On the basis of the currently available data, fruits and vegetables (for their antioxidant effects), dairy products, certain types of fats, and a gluten-free diet may improve symptomatic endometriosis. A diet rich in red meat and ham should be avoided, however.

It must be acknowledged that the literature on the impact of diet on the symptoms of endometriosis are limited, and studies are needed for evidence-based recommendations. However, with a low risk for harm, these lifestyle modifications can be discussed with the patient in addition to offering standard medical and/or surgical therapies.

5. Endometriosis increases risk for some cancers.

The lifetime risk for ovarian cancer, the sixth most common cancer in women, is 0.5%-1%. Ovarian cancer, which has genetic and reproductive risk factors, is associated with poor long-term survival because it typically is diagnosed at an advanced stage.

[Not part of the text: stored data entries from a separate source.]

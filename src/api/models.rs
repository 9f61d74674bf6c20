//! API data models

use serde::{Deserialize, Serialize};

use crate::video::VideoContext;

/// Response envelope for every endpoint: `{success, data | error}`.
#[derive(Debug, Serialize, Deserialize)]
pub struct ApiResponse<T> {
    pub success: bool,
    pub data: Option<T>,
    pub error: Option<String>,
}

impl<T> ApiResponse<T> {
    pub fn success(data: T) -> Self {
        Self {
            success: true,
            data: Some(data),
            error: None,
        }
    }

    pub fn error(message: String) -> Self {
        Self {
            success: false,
            data: None,
            error: Some(message),
        }
    }
}

/// Summarize request as the content-script client sends it.
#[derive(Debug, Serialize, Deserialize)]
#[serde(rename_all = "camelCase")]
pub struct SummarizeRequest {
    /// Message action; only "summarizeVideo" is understood.
    #[serde(default)]
    pub action: Option<String>,
    pub video_data: VideoContext,
}

/// Navigation report from the page watcher.
#[derive(Debug, Serialize, Deserialize)]
pub struct NavigateRequest {
    pub url: String,
}

/// Outcome of a navigation report. `changed` is false when the sighting
/// was a duplicate of the current video.
#[derive(Debug, Serialize, Deserialize)]
#[serde(rename_all = "camelCase")]
pub struct NavigateResponse {
    pub video_id: Option<String>,
    pub changed: bool,
    pub generation: u64,
}
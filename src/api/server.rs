//! HTTP server implementation for the API

use anyhow::Result;
use axum::{
    extract::State,
    http::{header, Method, StatusCode},
    response::{IntoResponse, Json},
    routing::{get, post},
    Router,
};
use std::sync::Arc;
use tower::ServiceBuilder;
use tower_http::{
    cors::{Any, CorsLayer},
    trace::TraceLayer,
};
use tracing::info;

use crate::analyzer::{Analyzer, VideoAnalysis};
use crate::error::SummarizerError;
use crate::page::PageObserver;

use super::handlers;
use super::models::{ApiResponse, NavigateRequest, SummarizeRequest};

/// Shared application state
#[derive(Clone)]
pub struct AppState {
    pub analyzer: Arc<Analyzer>,
    pub observer: Arc<PageObserver>,
}

/// Configure and start the HTTP server
pub async fn start_http_server(
    analyzer: Arc<Analyzer>,
    observer: Arc<PageObserver>,
    port: u16,
) -> Result<()> {
    info!("🚀 Starting HTTP server on port {}", port);

    let app_state = AppState { analyzer, observer };
    let app = build_router(app_state);

    let listener = tokio::net::TcpListener::bind(format!("0.0.0.0:{}", port)).await?;
    info!("🌐 API server listening on http://0.0.0.0:{}", port);

    axum::serve(listener, app).await?;

    Ok(())
}

/// Router with routes, state and middleware wired up.
pub fn build_router(app_state: AppState) -> Router {
    // The content-script client calls from the watch page's origin.
    let cors = CorsLayer::new()
        .allow_origin(Any)
        .allow_methods([Method::GET, Method::POST])
        .allow_headers([header::CONTENT_TYPE]);

    Router::new()
        // Health check endpoints (both paths for compatibility)
        .route("/health", get(health_handler))
        .route("/api/health", get(health_handler))
        .route("/api/summarize", post(summarize_handler))
        .route("/api/navigate", post(navigate_handler))
        .with_state(app_state)
        .layer(ServiceBuilder::new().layer(TraceLayer::new_for_http()).layer(cors))
}

/// Health check handler
async fn health_handler() -> impl IntoResponse {
    (StatusCode::OK, Json(handlers::health_check().await))
}

/// Summarize handler: the `{action, videoData}` message pair.
async fn summarize_handler(
    State(state): State<AppState>,
    Json(request): Json<SummarizeRequest>,
) -> impl IntoResponse {
    match handlers::summarize_video(&state.analyzer, &state.observer, &request).await {
        Ok(analysis) => (StatusCode::OK, Json(ApiResponse::success(analysis))),
        Err(e) => {
            let status = match e {
                SummarizerError::UnknownAction { .. } => StatusCode::BAD_REQUEST,
                SummarizerError::Superseded => StatusCode::CONFLICT,
                _ => StatusCode::INTERNAL_SERVER_ERROR,
            };
            (status, Json(ApiResponse::<VideoAnalysis>::error(e.to_string())))
        }
    }
}

/// Navigation report handler. `data.changed` tells the watcher whether
/// the sighting advanced the cursor or repeated the current video.
async fn navigate_handler(
    State(state): State<AppState>,
    Json(request): Json<NavigateRequest>,
) -> impl IntoResponse {
    let report = handlers::report_navigation(&state.observer, &request.url).await;
    (StatusCode::OK, Json(ApiResponse::success(report)))
}
use serde::{Deserialize, Serialize};
use url::Url;

/// Context captured for a single video page visit. Immutable once
/// built; navigation to a new video id replaces it wholesale.
///
/// Wire names match the extension payload (`videoId`, `channelName`,
/// `transcript`, ...), so a content-script client can POST its scraped
/// data unchanged.
#[derive(Debug, Clone, Default, Serialize, Deserialize)]
#[serde(rename_all = "camelCase")]
pub struct VideoContext {
    #[serde(rename = "videoId")]
    pub id: String,

    #[serde(default)]
    pub title: String,

    #[serde(default)]
    pub channel_name: String,

    #[serde(default)]
    pub description: String,

    /// Duration label as the player shows it, e.g. "12:34".
    #[serde(default)]
    pub duration: String,

    #[serde(default)]
    pub url: String,

    /// Transcript text scraped from the page, if any.
    #[serde(default, rename = "transcript")]
    pub raw_transcript_text: String,
}

impl VideoContext {
    /// Canonical watch URL, falling back to the captured URL when the
    /// id is missing.
    pub fn watch_url(&self) -> String {
        if self.id.is_empty() {
            self.url.clone()
        } else {
            watch_url(&self.id)
        }
    }
}

/// Canonical watch URL for a video id.
pub fn watch_url(video_id: &str) -> String {
    format!("https://www.youtube.com/watch?v={}", video_id)
}

/// Extract the video id from a watch URL (the `v` query parameter).
pub fn extract_video_id(url: &str) -> Option<String> {
    let parsed = Url::parse(url).ok()?;
    parsed
        .query_pairs()
        .find(|(key, _)| key == "v")
        .map(|(_, value)| value.into_owned())
        .filter(|value| !value.is_empty())
}

/// Format a second offset as the timestamp label "M:SS". Minutes are
/// not folded into hours; extracted offsets never exceed 99:59.
pub fn format_offset_label(total_seconds: u32) -> String {
    format!("{}:{:02}", total_seconds / 60, total_seconds % 60)
}

/// Render a duration in seconds the way the player shows it
/// ("M:SS", or "H:MM:SS" past the hour).
pub fn format_duration_label(total_seconds: u32) -> String {
    let hours = total_seconds / 3600;
    let minutes = (total_seconds % 3600) / 60;
    let seconds = total_seconds % 60;
    if hours > 0 {
        format!("{}:{:02}:{:02}", hours, minutes, seconds)
    } else {
        format!("{}:{:02}", minutes, seconds)
    }
}

/// Parse a "M:SS" or "H:MM:SS" label into seconds.
pub fn parse_time_label(label: &str) -> Option<u32> {
    let parts: Vec<&str> = label.trim().split(':').collect();
    match parts.as_slice() {
        [m, s] => Some(m.trim().parse::<u32>().ok()? * 60 + s.trim().parse::<u32>().ok()?),
        [h, m, s] => Some(
            h.trim().parse::<u32>().ok()? * 3600
                + m.trim().parse::<u32>().ok()? * 60
                + s.trim().parse::<u32>().ok()?,
        ),
        _ => None,
    }
}

/// Parse an ISO-8601 duration (`PT1H2M5S`) as emitted by the page's
/// `meta[itemprop=duration]` tag.
pub fn parse_iso8601_duration(value: &str) -> Option<u32> {
    let rest = value.trim().strip_prefix("PT")?;
    let mut seconds = 0u32;
    let mut digits = String::new();
    for ch in rest.chars() {
        if ch.is_ascii_digit() {
            digits.push(ch);
        } else {
            let n: u32 = digits.parse().ok()?;
            digits.clear();
            match ch {
                'H' => seconds += n * 3600,
                'M' => seconds += n * 60,
                'S' => seconds += n,
                _ => return None,
            }
        }
    }
    if !digits.is_empty() {
        return None;
    }
    Some(seconds)
}

#[cfg(test)]
mod tests {
    use super::*;

    #[test]
    fn video_id_from_watch_url() {
        assert_eq!(
            extract_video_id("https://www.youtube.com/watch?v=dQw4w9WgXcQ"),
            Some("dQw4w9WgXcQ".to_string())
        );
        assert_eq!(
            extract_video_id("https://www.youtube.com/watch?list=PL123&v=abc123&t=42"),
            Some("abc123".to_string())
        );
    }

    #[test]
    fn video_id_missing_or_invalid() {
        assert_eq!(extract_video_id("https://www.youtube.com/feed/subscriptions"), None);
        assert_eq!(extract_video_id("https://www.youtube.com/watch?v="), None);
        assert_eq!(extract_video_id("not a url"), None);
    }

    #[test]
    fn offset_labels() {
        assert_eq!(format_offset_label(0), "0:00");
        assert_eq!(format_offset_label(65), "1:05");
        assert_eq!(format_offset_label(3725), "62:05");
    }

    #[test]
    fn duration_labels() {
        assert_eq!(format_duration_label(59), "0:59");
        assert_eq!(format_duration_label(3725), "1:02:05");
    }

    #[test]
    fn time_labels_parse() {
        assert_eq!(parse_time_label("1:05"), Some(65));
        assert_eq!(parse_time_label("1:02:05"), Some(3725));
        assert_eq!(parse_time_label("oops"), None);
    }

    #[test]
    fn iso8601_durations() {
        assert_eq!(parse_iso8601_duration("PT1H2M5S"), Some(3725));
        assert_eq!(parse_iso8601_duration("PT15M33S"), Some(933));
        assert_eq!(parse_iso8601_duration("PT45S"), Some(45));
        assert_eq!(parse_iso8601_duration("12:34"), None);
    }

    #[test]
    fn wire_names_round_trip() {
        let json = r#"{
            "videoId": "abc123",
            "title": "A Video",
            "channelName": "A Channel",
            "description": "",
            "duration": "10:00",
            "url": "https://www.youtube.com/watch?v=abc123",
            "transcript": "0:00 hello there everyone"
        }"#;
        let ctx: VideoContext = serde_json::from_str(json).unwrap();
        assert_eq!(ctx.id, "abc123");
        assert_eq!(ctx.channel_name, "A Channel");
        assert_eq!(ctx.raw_transcript_text, "0:00 hello there everyone");

        let back = serde_json::to_value(&ctx).unwrap();
        assert_eq!(back["videoId"], "abc123");
        assert_eq!(back["channelName"], "A Channel");
        assert_eq!(back["transcript"], "0:00 hello there everyone");
    }
}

Women with endometriosis have about a 50% increased risk for epithelial ovarian cancer (especially clear cell, endometrioid, or low-grade squamous cell cancers). The altered inflammatory response of endometriosis may explain this increased risk. Genetic studies have also reported a link between endometriosis and ovarian cancer risk. The use of combined oral contraceptives has been shown to reduce this risk, and oophorectomy (both uni- and bilateral) has been shown to carry a protective effect.

6. Infertility is common.

Endometriosis may be diagnosed in about one half of women with infertility. In the presence of dense adhesions that distort the pelvic pathology, a clear association with infertility can be established. An adverse impact on oocyte quality, tubal function, or altered endometrial receptivity may be the link in other cases.

Infertility cannot be managed with medical therapy of endometriosis alone, because medical therapies interfere with ovulation. Laparoscopic treatment of early-stage endometriosis (I or II) improves the chance of spontaneous pregnancy. Considering the incidence of endometriosis and its impact on fertility, it is estimated that 30-40 laparoscopies must be done in asymptomatic women to achieve one additional pregnancy. Therefore, although laparoscopy is not recommended primarily to look for endometriosis in asymptomatic infertile women, when endometriosis is found during laparoscopy, it should be excised (the "see and treat" approach). Expectant management after surgery for stage III or IV endometriosis is believed by some experts to be associated with pregnancy rates as high as 50%, but this has not been confirmed in randomised controlled trials.